* **Work to complete**: Your response should be the listing below, repeated exactly and in full.
━━ Records shown
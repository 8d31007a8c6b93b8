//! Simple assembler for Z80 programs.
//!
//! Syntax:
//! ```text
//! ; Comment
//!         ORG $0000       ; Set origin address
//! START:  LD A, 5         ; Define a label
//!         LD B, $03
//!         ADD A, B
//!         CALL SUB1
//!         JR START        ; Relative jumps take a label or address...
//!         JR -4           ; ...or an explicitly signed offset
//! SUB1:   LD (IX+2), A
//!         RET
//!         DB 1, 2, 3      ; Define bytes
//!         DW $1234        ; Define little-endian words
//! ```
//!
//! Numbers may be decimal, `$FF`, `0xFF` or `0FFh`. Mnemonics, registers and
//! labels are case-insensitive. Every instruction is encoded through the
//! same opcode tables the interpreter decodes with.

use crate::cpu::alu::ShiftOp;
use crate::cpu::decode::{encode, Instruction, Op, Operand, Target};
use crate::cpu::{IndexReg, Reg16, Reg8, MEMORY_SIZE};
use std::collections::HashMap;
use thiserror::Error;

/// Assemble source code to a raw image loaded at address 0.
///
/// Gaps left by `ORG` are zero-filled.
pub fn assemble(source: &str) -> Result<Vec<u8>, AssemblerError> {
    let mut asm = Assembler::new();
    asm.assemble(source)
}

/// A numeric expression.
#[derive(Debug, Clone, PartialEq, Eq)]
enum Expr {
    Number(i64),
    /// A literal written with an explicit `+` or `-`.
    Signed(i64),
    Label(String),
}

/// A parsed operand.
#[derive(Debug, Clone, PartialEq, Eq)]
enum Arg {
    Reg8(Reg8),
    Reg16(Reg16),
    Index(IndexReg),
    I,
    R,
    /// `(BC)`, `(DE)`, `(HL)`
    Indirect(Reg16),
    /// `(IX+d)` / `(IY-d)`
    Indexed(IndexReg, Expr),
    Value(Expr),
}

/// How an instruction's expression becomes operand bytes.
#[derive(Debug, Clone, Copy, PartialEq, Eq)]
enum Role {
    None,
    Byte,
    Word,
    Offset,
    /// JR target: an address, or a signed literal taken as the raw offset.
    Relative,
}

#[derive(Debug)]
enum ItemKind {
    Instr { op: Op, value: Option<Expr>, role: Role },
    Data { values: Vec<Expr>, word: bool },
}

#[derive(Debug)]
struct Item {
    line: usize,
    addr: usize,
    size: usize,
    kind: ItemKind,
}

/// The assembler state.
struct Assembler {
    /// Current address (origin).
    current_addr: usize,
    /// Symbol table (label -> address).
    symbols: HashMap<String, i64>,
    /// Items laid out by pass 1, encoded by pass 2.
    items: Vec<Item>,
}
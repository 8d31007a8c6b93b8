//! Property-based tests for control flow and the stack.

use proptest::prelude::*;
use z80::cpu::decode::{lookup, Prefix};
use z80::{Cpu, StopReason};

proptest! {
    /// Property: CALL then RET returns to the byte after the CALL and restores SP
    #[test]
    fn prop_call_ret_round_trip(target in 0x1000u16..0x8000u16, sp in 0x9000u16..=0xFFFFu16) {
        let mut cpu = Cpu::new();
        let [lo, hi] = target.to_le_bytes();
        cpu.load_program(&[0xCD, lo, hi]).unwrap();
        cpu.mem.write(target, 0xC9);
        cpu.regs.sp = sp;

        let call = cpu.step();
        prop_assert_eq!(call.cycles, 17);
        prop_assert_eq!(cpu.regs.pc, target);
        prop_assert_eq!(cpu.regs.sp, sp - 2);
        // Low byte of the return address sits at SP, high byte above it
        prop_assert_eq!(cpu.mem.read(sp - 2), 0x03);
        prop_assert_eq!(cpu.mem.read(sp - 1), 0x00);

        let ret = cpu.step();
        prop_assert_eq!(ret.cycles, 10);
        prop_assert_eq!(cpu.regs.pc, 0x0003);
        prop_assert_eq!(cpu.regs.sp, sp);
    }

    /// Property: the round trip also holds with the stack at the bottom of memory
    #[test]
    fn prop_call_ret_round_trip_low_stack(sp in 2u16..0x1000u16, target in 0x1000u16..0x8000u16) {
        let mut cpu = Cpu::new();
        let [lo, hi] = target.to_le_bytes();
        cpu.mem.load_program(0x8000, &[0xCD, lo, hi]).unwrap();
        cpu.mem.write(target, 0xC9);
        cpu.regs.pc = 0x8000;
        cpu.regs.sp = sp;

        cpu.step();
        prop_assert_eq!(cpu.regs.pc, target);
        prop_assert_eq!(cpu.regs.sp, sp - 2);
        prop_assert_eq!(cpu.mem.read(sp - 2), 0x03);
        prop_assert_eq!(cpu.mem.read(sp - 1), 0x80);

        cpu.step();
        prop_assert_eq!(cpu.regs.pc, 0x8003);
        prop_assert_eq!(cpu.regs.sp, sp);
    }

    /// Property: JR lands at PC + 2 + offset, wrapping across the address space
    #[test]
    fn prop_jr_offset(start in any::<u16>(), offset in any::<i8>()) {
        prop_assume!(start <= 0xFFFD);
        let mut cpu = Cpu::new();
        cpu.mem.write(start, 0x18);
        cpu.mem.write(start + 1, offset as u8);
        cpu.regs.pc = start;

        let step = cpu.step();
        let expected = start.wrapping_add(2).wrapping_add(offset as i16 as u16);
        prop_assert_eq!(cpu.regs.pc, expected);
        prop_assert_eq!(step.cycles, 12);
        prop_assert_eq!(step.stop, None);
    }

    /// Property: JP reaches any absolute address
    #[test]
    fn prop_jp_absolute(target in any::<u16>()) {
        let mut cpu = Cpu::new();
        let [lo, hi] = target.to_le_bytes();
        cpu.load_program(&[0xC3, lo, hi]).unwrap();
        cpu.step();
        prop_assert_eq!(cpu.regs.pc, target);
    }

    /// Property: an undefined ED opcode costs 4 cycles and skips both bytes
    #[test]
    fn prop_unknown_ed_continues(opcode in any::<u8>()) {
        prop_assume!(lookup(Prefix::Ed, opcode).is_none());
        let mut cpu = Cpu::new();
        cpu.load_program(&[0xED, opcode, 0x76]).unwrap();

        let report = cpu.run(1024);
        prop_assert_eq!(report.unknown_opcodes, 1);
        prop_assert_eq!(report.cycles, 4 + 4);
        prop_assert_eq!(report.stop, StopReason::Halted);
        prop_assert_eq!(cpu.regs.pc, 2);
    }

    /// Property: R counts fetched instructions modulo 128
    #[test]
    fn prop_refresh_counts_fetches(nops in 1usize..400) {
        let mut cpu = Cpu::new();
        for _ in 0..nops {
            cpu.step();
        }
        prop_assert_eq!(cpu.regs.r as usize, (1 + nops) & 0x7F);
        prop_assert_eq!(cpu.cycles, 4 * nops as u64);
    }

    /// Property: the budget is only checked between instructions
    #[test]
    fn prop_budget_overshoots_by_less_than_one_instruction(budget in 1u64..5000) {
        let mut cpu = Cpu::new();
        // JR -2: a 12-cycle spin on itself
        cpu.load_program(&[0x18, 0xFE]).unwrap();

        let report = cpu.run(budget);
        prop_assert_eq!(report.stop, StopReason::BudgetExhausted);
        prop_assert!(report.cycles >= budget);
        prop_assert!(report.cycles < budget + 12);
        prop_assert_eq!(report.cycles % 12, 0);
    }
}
━━━━
* **Solution for this problem**:
repository 8d31007a8c6b93b8
//! Simple assembler for Z80 programs.
//!
//! Syntax:
//! ```text
//! ; Comment
//!         ORG $0000       ; Set origin address
//! START:  LD A, 5         ; Define a label
//!         LD B, $03
//!         ADD A, B
//!         CALL SUB1
//!         JR START        ; Relative jumps take a label or address...
//!         JR -4           ; ...or an explicitly signed offset
//! SUB1:   LD (IX+2), A
//!         RET
//!         DB 1, 2, 3      ; Define bytes
//!         DW $1234        ; Define little-endian words
//! ```
//!
//! Numbers may be decimal, `$FF`, `0xFF` or `0FFh`. Mnemonics, registers and
//! labels are case-insensitive. Every instruction is encoded through the
//! same opcode tables the interpreter decodes with.

use crate::cpu::alu::ShiftOp;
use crate::cpu::decode::{encode, Instruction, Op, Operand, Target};
use crate::cpu::{IndexReg, Reg16, Reg8, MEMORY_SIZE};
use std::collections::HashMap;
use thiserror::Error;

/// Assemble source code to a raw image loaded at address 0.
///
/// Gaps left by `ORG` are zero-filled.
pub fn assemble(source: &str) -> Result<Vec<u8>, AssemblerError> {
    let mut asm = Assembler::new();
    asm.assemble(source)
}

/// A numeric expression.
#[derive(Debug, Clone, PartialEq, Eq)]
enum Expr {
    Number(i64),
    /// A literal written with an explicit `+` or `-`.
    Signed(i64),
    Label(String),
}

/// A parsed operand.
#[derive(Debug, Clone, PartialEq, Eq)]
enum Arg {
    Reg8(Reg8),
    Reg16(Reg16),
    Index(IndexReg),
    I,
    R,
    /// `(BC)`, `(DE)`, `(HL)`
    Indirect(Reg16),
    /// `(IX+d)` / `(IY-d)`
    Indexed(IndexReg, Expr),
    Value(Expr),
}

/// How an instruction's expression becomes operand bytes.
#[derive(Debug, Clone, Copy, PartialEq, Eq)]
enum Role {
    None,
    Byte,
    Word,
    Offset,
    /// JR target: an address, or a signed literal taken as the raw offset.
    Relative,
}

#[derive(Debug)]
enum ItemKind {
    Instr { op: Op, value: Option<Expr>, role: Role },
    Data { values: Vec<Expr>, word: bool },
}

#[derive(Debug)]
struct Item {
    line: usize,
    addr: usize,
    size: usize,
    kind: ItemKind,
}

/// The assembler state.
struct Assembler {
    /// Current address (origin).
    current_addr: usize,
    /// Symbol table (label -> address).
    symbols: HashMap<String, i64>,
    /// Items laid out by pass 1, encoded by pass 2.
    items: Vec<Item>,
}
repository 8d31007a8c6b93b8
//! Property-based tests for control flow and the stack.

use proptest::prelude::*;
use z80::cpu::decode::{lookup, Prefix};
use z80::{Cpu, StopReason};

proptest! {
    /// Property: CALL then RET returns to the byte after the CALL and restores SP
    #[test]
    fn prop_call_ret_round_trip(target in 0x1000u16..0x8000u16, sp in 0x9000u16..=0xFFFFu16) {
        let mut cpu = Cpu::new();
        let [lo, hi] = target.to_le_bytes();
        cpu.load_program(&[0xCD, lo, hi]).unwrap();
        cpu.mem.write(target, 0xC9);
        cpu.regs.sp = sp;

        let call = cpu.step();
        prop_assert_eq!(call.cycles, 17);
        prop_assert_eq!(cpu.regs.pc, target);
        prop_assert_eq!(cpu.regs.sp, sp - 2);
        // Low byte of the return address sits at SP, high byte above it
        prop_assert_eq!(cpu.mem.read(sp - 2), 0x03);
        prop_assert_eq!(cpu.mem.read(sp - 1), 0x00);

        let ret = cpu.step();
        prop_assert_eq!(ret.cycles, 10);
        prop_assert_eq!(cpu.regs.pc, 0x0003);
        prop_assert_eq!(cpu.regs.sp, sp);
    }

    /// Property: the round trip also holds with the stack at the bottom of memory
    #[test]
    fn prop_call_ret_round_trip_low_stack(sp in 2u16..0x1000u16, target in 0x1000u16..0x8000u16) {
        let mut cpu = Cpu::new();
        let [lo, hi] = target.to_le_bytes();
        cpu.mem.load_program(0x8000, &[0xCD, lo, hi]).unwrap();
        cpu.mem.write(target, 0xC9);
        cpu.regs.pc = 0x8000;
        cpu.regs.sp = sp;

        cpu.step();
        prop_assert_eq!(cpu.regs.pc, target);
        prop_assert_eq!(cpu.regs.sp, sp - 2);
        prop_assert_eq!(cpu.mem.read(sp - 2), 0x03);
        prop_assert_eq!(cpu.mem.read(sp - 1), 0x80);

        cpu.step();
        prop_assert_eq!(cpu.regs.pc, 0x8003);
        prop_assert_eq!(cpu.regs.sp, sp);
    }

    /// Property: JR lands at PC + 2 + offset, wrapping across the address space
    #[test]
    fn prop_jr_offset(start in any::<u16>(), offset in any::<i8>()) {
        prop_assume!(start <= 0xFFFD);
        let mut cpu = Cpu::new();
        cpu.mem.write(start, 0x18);
        cpu.mem.write(start + 1, offset as u8);
        cpu.regs.pc = start;

        let step = cpu.step();
        let expected = start.wrapping_add(2).wrapping_add(offset as i16 as u16);
        prop_assert_eq!(cpu.regs.pc, expected);
        prop_assert_eq!(step.cycles, 12);
        prop_assert_eq!(step.stop, None);
    }

    /// Property: JP reaches any absolute address
    #[test]
    fn prop_jp_absolute(target in any::<u16>()) {
        let mut cpu = Cpu::new();
        let [lo, hi] = target.to_le_bytes();
        cpu.load_program(&[0xC3, lo, hi]).unwrap();
        cpu.step();
        prop_assert_eq!(cpu.regs.pc, target);
    }

    /// Property: an undefined ED opcode costs 4 cycles and skips both bytes
    #[test]
    fn prop_unknown_ed_continues(opcode in any::<u8>()) {
        prop_assume!(lookup(Prefix::Ed, opcode).is_none());
        let mut cpu = Cpu::new();
        cpu.load_program(&[0xED, opcode, 0x76]).unwrap();

        let report = cpu.run(1024);
        prop_assert_eq!(report.unknown_opcodes, 1);
        prop_assert_eq!(report.cycles, 4 + 4);
        prop_assert_eq!(report.stop, StopReason::Halted);
        prop_assert_eq!(cpu.regs.pc, 2);
    }

    /// Property: R counts fetched instructions modulo 128
    #[test]
    fn prop_refresh_counts_fetches(nops in 1usize..400) {
        let mut cpu = Cpu::new();
        for _ in 0..nops {
            cpu.step();
        }
        prop_assert_eq!(cpu.regs.r as usize, (1 + nops) & 0x7F);
        prop_assert_eq!(cpu.cycles, 4 * nops as u64);
    }

    /// Property: the budget is only checked between instructions
    #[test]
    fn prop_budget_overshoots_by_less_than_one_instruction(budget in 1u64..5000) {
        let mut cpu = Cpu::new();
        // JR -2: a 12-cycle spin on itself
        cpu.load_program(&[0x18, 0xFE]).unwrap();

        let report = cpu.run(budget);
        prop_assert_eq!(report.stop, StopReason::BudgetExhausted);
        prop_assert!(report.cycles >= budget);
        prop_assert!(report.cycles < budget + 12);
        prop_assert_eq!(report.cycles % 12, 0);
    }
}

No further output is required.